Se il blocco ferroviario a Firenze rallenta i lavori parlamentari

 Valentina Stella Spifferi sul Dubbio 7 luglio 2026


Come vi stiamo raccontando in questi giorni nelle commissioni congiunte Affari costituzionali e Giustizia del Senato è in corso l'esame della legge di conversione del decreto legge ‘Giustizia e Patto Ue su migrazione e asilo’. Il 2 luglio è scaduto il termine per gli emendamenti, si preannunciano forti divisioni tra Fratelli d'Italia che ha presentato un emendamento accogliendo le preoccupazioni del Pna Melillo sulle intercettazioni e Forza Italia che invece è fortemente intenzionata ad opporsi al ripristino della pesca a strascico. 

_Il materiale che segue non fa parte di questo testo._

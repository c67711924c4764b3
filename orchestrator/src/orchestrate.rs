//! The session loop behind `orchestrator run`.
//!
//! One attempt runs at a time. After each attempt the outcome decides whether
//! the same sequence number is retried or the run advances; every advance is
//! followed by a reap pass and, on the checkpoint cadence, a checkpoint.

use std::time::Instant;

use anyhow::{Context, Result};
use tracing::{error, info, instrument, warn};

use crate::core::machine::{Transition, checkpoint_due, next_transition};
use crate::core::summary::{RunResult, RunSummary};
use crate::core::types::{
    MAX_RETRIES_PER_SESSION, RunStop, SessionAttempt, SessionEvent, SessionOutcome,
};
use crate::io::checkpoint::{CheckpointRequest, CheckpointValidator};
use crate::io::config::RunConfig;
use crate::io::reaper::{ProcessTable, reap};
use crate::io::session_log::{AttemptRecord, SessionLog};
use crate::io::worker::{SessionRequest, SessionRunner};
use crate::preflight::check_preconditions;

/// Run sessions until the worker reports completion or `max_sessions` is used up.
///
/// Precondition failures (invalid config, missing workspace or manifest) are
/// returned as an error carrying [`crate::preflight::PreconditionError`] before
/// any session starts. Once the loop has started, every error is folded into a
/// [`RunStop::Fatal`] result that keeps the partial counters.
#[instrument(skip_all, fields(max_sessions = config.max_sessions, checkpoint_interval = config.checkpoint_interval))]
pub fn run_sessions<R, P, C, F>(
    config: &RunConfig,
    runner: &R,
    processes: &mut P,
    validator: &C,
    mut on_event: F,
) -> Result<RunResult>
where
    R: SessionRunner,
    P: ProcessTable,
    C: CheckpointValidator,
    F: FnMut(&SessionEvent),
{
    check_preconditions(config)?;

    let log = config.log_dir.as_deref().map(SessionLog::new);
    let started = Instant::now();
    let mut summary = RunSummary::default();

    let (stop, error) = match drive(
        config,
        runner,
        processes,
        validator,
        log.as_ref(),
        &mut summary,
        &mut on_event,
    ) {
        Ok(stop) => (stop, None),
        Err(err) => {
            let message = format!("{err:#}");
            error!(err = %message, "run aborted");
            (RunStop::Fatal, Some(message))
        }
    };

    let result = summary.finish(stop, config.max_sessions, started.elapsed(), error);
    info!(
        stop = ?result.stop,
        sessions = result.sessions_attempted,
        completed = result.sessions_completed,
        failed = result.sessions_failed,
        success_rate = result.success_rate,
        duration_ms = result.duration_ms,
        "run finished"
    );

    if let Some(log) = &log
        && let Err(err) = log.write_summary(&result)
    {
        warn!(err = %format!("{err:#}"), "failed to write run summary");
    }

    Ok(result)
}

fn drive<R, P, C, F>(
    config: &RunConfig,
    runner: &R,
    processes: &mut P,
    validator: &C,
    log: Option<&SessionLog>,
    summary: &mut RunSummary,
    on_event: &mut F,
) -> Result<RunStop>
where
    R: SessionRunner,
    P: ProcessTable,
    C: CheckpointValidator,
    F: FnMut(&SessionEvent),
{
    let mut seq = 0u32;
    let mut retry = 0u32;

    while seq < config.max_sessions {
        let attempt = SessionAttempt::new(seq, retry);
        let request = SessionRequest::for_attempt(config, &attempt)?;
        info!(
            session = seq + 1,
            max_sessions = config.max_sessions,
            retry,
            "starting session"
        );

        summary.record_attempt();
        let clock = Instant::now();
        let outcome = runner
            .run(&request)
            .with_context(|| format!("run {}", attempt.session_id()))?;
        let duration = clock.elapsed();

        if let Some(log) = log {
            write_attempt_record(log, &attempt, duration, &outcome);
        }
        on_event(&SessionEvent::AttemptFinished {
            seq,
            retry,
            outcome: outcome.clone(),
            duration,
        });

        let succeeded = match next_transition(&outcome, retry, MAX_RETRIES_PER_SESSION) {
            Transition::Retry { retry: next } => {
                warn!(
                    session = seq + 1,
                    outcome = %outcome.describe(),
                    retry = next,
                    max_retries = MAX_RETRIES_PER_SESSION,
                    "session failed, retrying"
                );
                summary.record_retry();
                retry = next;
                on_event(&SessionEvent::RetryScheduled { seq, retry });
                continue;
            }
            Transition::Advance { succeeded } => {
                if succeeded {
                    info!(session = seq + 1, "session completed");
                } else {
                    warn!(
                        session = seq + 1,
                        outcome = %outcome.describe(),
                        "max retries reached, continuing"
                    );
                }
                succeeded
            }
            Transition::Complete => {
                info!(session = seq + 1, "worker reports all work complete");
                summary.all_work_complete = true;
                true
            }
        };

        summary.record_advance(succeeded);
        on_event(&SessionEvent::Advanced { seq, succeeded });
        seq += 1;
        retry = 0;

        let reaped = reap(processes, &config.reaper.signatures);
        summary.record_reaped(reaped);
        on_event(&SessionEvent::Reaped { count: reaped });

        if checkpoint_due(seq, config.checkpoint_interval, config.max_sessions) {
            let index = seq / config.checkpoint_interval;
            info!(checkpoint = index, "running checkpoint");
            let checkpoint = validator
                .validate(&CheckpointRequest {
                    workspace: config.workspace.clone(),
                    timeout: config.checkpoint_timeout(),
                })
                .with_context(|| format!("run checkpoint {index}"))?;
            if !checkpoint.passed {
                warn!(checkpoint = index, warnings = ?checkpoint.warnings, "checkpoint reported warnings");
            }
            summary.record_checkpoint(&checkpoint);
            on_event(&SessionEvent::Checkpoint {
                index,
                outcome: checkpoint,
            });
        }

        if summary.all_work_complete {
            return Ok(RunStop::AllPassed);
        }
    }

    Ok(RunStop::Exhausted)
}

fn write_attempt_record(
    log: &SessionLog,
    attempt: &SessionAttempt,
    duration: std::time::Duration,
    outcome: &SessionOutcome,
) {
    if let Err(err) = log.write_attempt(&AttemptRecord::new(attempt, duration, outcome)) {
        warn!(err = %format!("{err:#}"), "failed to write session record");
    }
}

Ieri ho chiesto ad un senatore quando sarebbe iniziato il voto sugli emendamenti e mi ha risposto: "Questa settimana solo illustrazione.  I senatori sono bloccati a casa per il blocco ferroviario a Firenze". Sappiamo tutti che nel capoluogo toscano da due giorni sono iniziati i lavori di smantellamento del vecchio cavalcavia e per raggiungere Milano da Roma occorrono adesso sei ore invece che tre.


Ciò non ha fermato i viaggiatori che per piacere ma soprattutto per dovere anche continuato a prendere treni o cercare una alternativa per non sconvolgere le proprie agende.


Fatta eccezione per i parlamentari che invece hanno scelto di restare comodamente a casa e posticipare i lavori a Palazzo Madama. Eppure non sono bloccati oltre Oceano con blocco navale vigente e aeroporti chiusi?


E allora perché non prendono un mezzo alternativo o come noi poveri mortali non stanno il doppio del tempo in treno?


Sembra un discorso un po' 'grillino' ma non ho resistito.